Ce lundi 19 mars 2012, nous célébrons les cinquante ans du cessez le feu, proclamé par le Général Ailleret, de cette guerre dénommée « opération des maintiens de l’ordre »,  au lendemain des accords d’Evian. Mais que s’est-il réellement passé le 19 mars 1962 ? 

Aujourd’hui les enfants l’étudient à l’école des deux côtés de la méditerranée avec une perception différente sur l’histoire. Lydia Aït Saadi-Bouras, chercheuse à l’université Paris VIII analyse dans une thèse la nation algérienne à travers les manuels scolaires. Selon la chercheuse, dans l’enseignement des deux contrées « on retrouve les lieux, les personnages, mais on n’aborde par la guerre de la même façon. L’histoire ne se croisent pas, elles se touchent, elles s’entrechoquent ».

L’histoire est enseignée mais elle n’est pas impartiale, selon l’article 4 de la loi du 23 février, les députés ont demandé à ce que les « programmes scolaires reconnaissent en particulier le rôle positif de la présence française outre-mer notamment en Afrique du Nord, et accordent à l’histoire et aux sacrifices des combattants de l’armée française issus de ces territoires la place éminente à laquelle ils ont droit”. Quant aux manuels scolaires en Algérie, ils relaient « ce qui tenait lieu d’histoire officielle et magnifiaient la dimension militaire au détriment du contenu politique ».

Le 19 mars, ne marque pas la fin des réelles hostilités et on lui prolifère la date du 5 décembre, jour de l’inauguration à Paris du mémorial dédié aux militaires morts pour la guerre en Algérie. Jacques M, ancien combattant d’AFN, explique que « l’influence du passé, alors que près d’un demi-siècle s’est écoulé depuis la fin de cette guerre, est encore forte au sein d’une société comme la nôtre ».
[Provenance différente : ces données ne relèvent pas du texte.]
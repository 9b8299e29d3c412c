//! Task Completion Tracker - scheduling and completion of per-day task instances.
//!
//! A task instance is a task template bound to one child for one due date. The
//! completion toggle is a strict flip: completing an instance awards the
//! template's `points_reward` through the Balance Mutator, un-completing it
//! clears the completion but leaves the award in place. Completing it again
//! awards again.

use crate::{
    core::{balance, query},
    entities::{ChildTask, Task, child_task, task},
    errors::{Error, Result},
};
use chrono::{NaiveDate, Utc};
use sea_orm::{QueryOrder, QuerySelect, Set, SqlErr, prelude::*};
use tracing::{debug, error, info};

/// Result of a completion toggle.
#[derive(Debug, Clone, PartialEq, Eq)]
pub struct ToggleResult {
    /// Instance after the toggle
    pub instance: child_task::Model,
    /// Child balance after the toggle
    pub balance: i64,
    /// Points added to the balance by this toggle (0 when un-completing)
    pub points_awarded: i64,
}

/// A scheduled instance joined with its template, as shown in a daily view.
#[derive(Debug, Clone, PartialEq, Eq)]
pub struct DailyTask {
    /// The scheduled instance
    pub instance: child_task::Model,
    /// Template label
    pub label: String,
    /// Template reward
    pub points_reward: i64,
    /// Template recurrence flag
    pub is_daily: bool,
}

/// Flips the completion state of the instance for `(child_id, task_id, due_date)`.
///
/// Completing the instance stamps `completed_at` and awards the template's
/// `points_reward` through the Balance Mutator. Un-completing clears the stamp
/// and leaves the balance alone. The instance must already be scheduled; a
/// toggle never creates one.
///
/// Must run inside a store transaction for the award and the flip to land
/// together.
///
/// # Arguments
/// * `db` - Connection or transaction to run on
/// * `parent_id` - Parent owning the child and the task template
/// * `child_id` - Child whose instance is toggled
/// * `task_id` - Task template of the instance
/// * `due_date` - Day the instance is scheduled for
/// * `expected_completed` - State a retried request observed on its first
///   attempt. When the stored state already differs from it, the earlier
///   attempt landed and the instance is returned without flipping again.
///   `None` for a fresh request.
///
/// # Errors
/// * `ChildNotFound` / `TaskNotFound` - out of scope, or the template is deleted
/// * `TaskInstanceNotFound` - nothing scheduled for that slot
/// * `InvariantViolation` - duplicate instances, or a negative stored balance
pub async fn toggle_completion<C>(
    db: &C,
    parent_id: &str,
    child_id: i64,
    task_id: i64,
    due_date: NaiveDate,
    expected_completed: Option<bool>,
) -> Result<ToggleResult>
where
    C: ConnectionTrait,
{
    let child = query::find_child(db, parent_id, child_id).await?;
    let task = query::find_task(db, parent_id, task_id).await?;
    let instance = find_instance(db, child_id, task_id, due_date).await?;

    if expected_completed.is_some_and(|expected| expected != instance.is_completed) {
        info!(
            child_id,
            task_id,
            %due_date,
            is_completed = instance.is_completed,
            "Toggle already applied by an earlier attempt"
        );
        return Ok(ToggleResult {
            instance,
            balance: child.points,
            points_awarded: 0,
        });
    }

    let completing = !instance.is_completed;
    let mut active: child_task::ActiveModel = instance.into();
    active.is_completed = Set(completing);
    active.completed_at = Set(completing.then(Utc::now));
    let updated = active.update(db).await?;

    let (balance, points_awarded) = if completing {
        let change = balance::apply_delta_from(db, &child, task.points_reward).await?;
        (change.new_balance, change.applied())
    } else {
        (child.points, 0)
    };

    info!(
        child_id,
        task_id,
        %due_date,
        is_completed = completing,
        points_awarded,
        balance,
        "Toggled task completion"
    );

    Ok(ToggleResult {
        instance: updated,
        balance,
        points_awarded,
    })
}

/// Looks up the unique instance for a slot.
///
/// Two rows for one slot mean the uniqueness invariant is broken; that is
/// reported, not repaired.
pub async fn find_instance<C>(
    db: &C,
    child_id: i64,
    task_id: i64,
    due_date: NaiveDate,
) -> Result<child_task::Model>
where
    C: ConnectionTrait,
{
    let mut matches = ChildTask::find()
        .filter(child_task::Column::ChildId.eq(child_id))
        .filter(child_task::Column::TaskId.eq(task_id))
        .filter(child_task::Column::DueDate.eq(due_date))
        .limit(2)
        .all(db)
        .await?;

    match matches.len() {
        0 => Err(Error::TaskInstanceNotFound {
            child_id,
            task_id,
            due_date,
        }),
        1 => Ok(matches.remove(0)),
        _ => {
            error!(
                child_id,
                task_id,
                %due_date,
                "Duplicate task instances found for one slot"
            );
            Err(Error::InvariantViolation {
                message: format!(
                    "duplicate task instances for child {child_id}, task {task_id} on {due_date}"
                ),
            })
        }
    }
}

/// Schedules a task for a child on `due_date`, returning the existing instance
/// if the slot is already taken.
pub async fn schedule_task<C>(
    db: &C,
    parent_id: &str,
    child_id: i64,
    task_id: i64,
    due_date: NaiveDate,
) -> Result<child_task::Model>
where
    C: ConnectionTrait,
{
    query::find_child(db, parent_id, child_id).await?;
    query::find_task(db, parent_id, task_id).await?;

    match find_instance(db, child_id, task_id, due_date).await {
        Ok(existing) => return Ok(existing),
        Err(Error::TaskInstanceNotFound { .. }) => {}
        Err(err) => return Err(err),
    }

    let instance = child_task::ActiveModel {
        child_id: Set(child_id),
        task_id: Set(task_id),
        due_date: Set(due_date),
        is_completed: Set(false),
        completed_at: Set(None),
        ..Default::default()
    };
    match instance.insert(db).await {
        Ok(created) => Ok(created),
        // Lost a race with a concurrent schedule of the same slot
        Err(err) if is_unique_violation(&err) => {
            debug!(child_id, task_id, %due_date, "Slot scheduled concurrently; re-reading");
            find_instance(db, child_id, task_id, due_date).await
        }
        Err(err) => Err(err.into()),
    }
}

fn is_unique_violation(err: &DbErr) -> bool {
    matches!(err.sql_err(), Some(SqlErr::UniqueConstraintViolation(_)))
}

/// Schedules every active daily task of the parent for a child on `date`.
///
/// Returns one instance per daily task, whether newly created or pre-existing.
pub async fn schedule_daily_tasks<C>(
    db: &C,
    parent_id: &str,
    child_id: i64,
    date: NaiveDate,
) -> Result<Vec<child_task::Model>>
where
    C: ConnectionTrait,
{
    let daily = Task::find()
        .filter(task::Column::ParentId.eq(parent_id))
        .filter(task::Column::IsDaily.eq(true))
        .filter(task::Column::IsDeleted.eq(false))
        .order_by_asc(task::Column::Id)
        .all(db)
        .await?;

    let mut instances = Vec::with_capacity(daily.len());
    for template in daily {
        instances.push(schedule_task(db, parent_id, child_id, template.id, date).await?);
    }

    info!(
        child_id,
        %date,
        count = instances.len(),
        "Scheduled daily tasks"
    );
    Ok(instances)
}

/// Lists a child's instances due on `date`, joined with their templates.
///
/// Instances whose template was deleted are left out.
pub async fn tasks_for_day<C>(
    db: &C,
    parent_id: &str,
    child_id: i64,
    date: NaiveDate,
) -> Result<Vec<DailyTask>>
where
    C: ConnectionTrait,
{
    query::find_child(db, parent_id, child_id).await?;

    let rows = ChildTask::find()
        .filter(child_task::Column::ChildId.eq(child_id))
        .filter(child_task::Column::DueDate.eq(date))
        .order_by_asc(child_task::Column::Id)
        .find_also_related(Task)
        .all(db)
        .await?;

    Ok(rows
        .into_iter()
        .filter_map(|(instance, template)| {
            template
                .filter(|t| !t.is_deleted)
                .map(|t| DailyTask {
                    instance,
                    label: t.label,
                    points_reward: t.points_reward,
                    is_daily: t.is_daily,
                })
        })
        .collect())
}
D’ailleurs, des documents sont encore révélés sur cette guerre, selon les services secrets suisses, les Etats-Unis aurait encouragé l’Organisation armée secrète (OAS) à se rapprocher du FLN. Il existe un document, datant du 2 juillet 1962 intitulé « l’intervention des services américains en Algérie », qui vient d’être déclassé aux archives fédérales.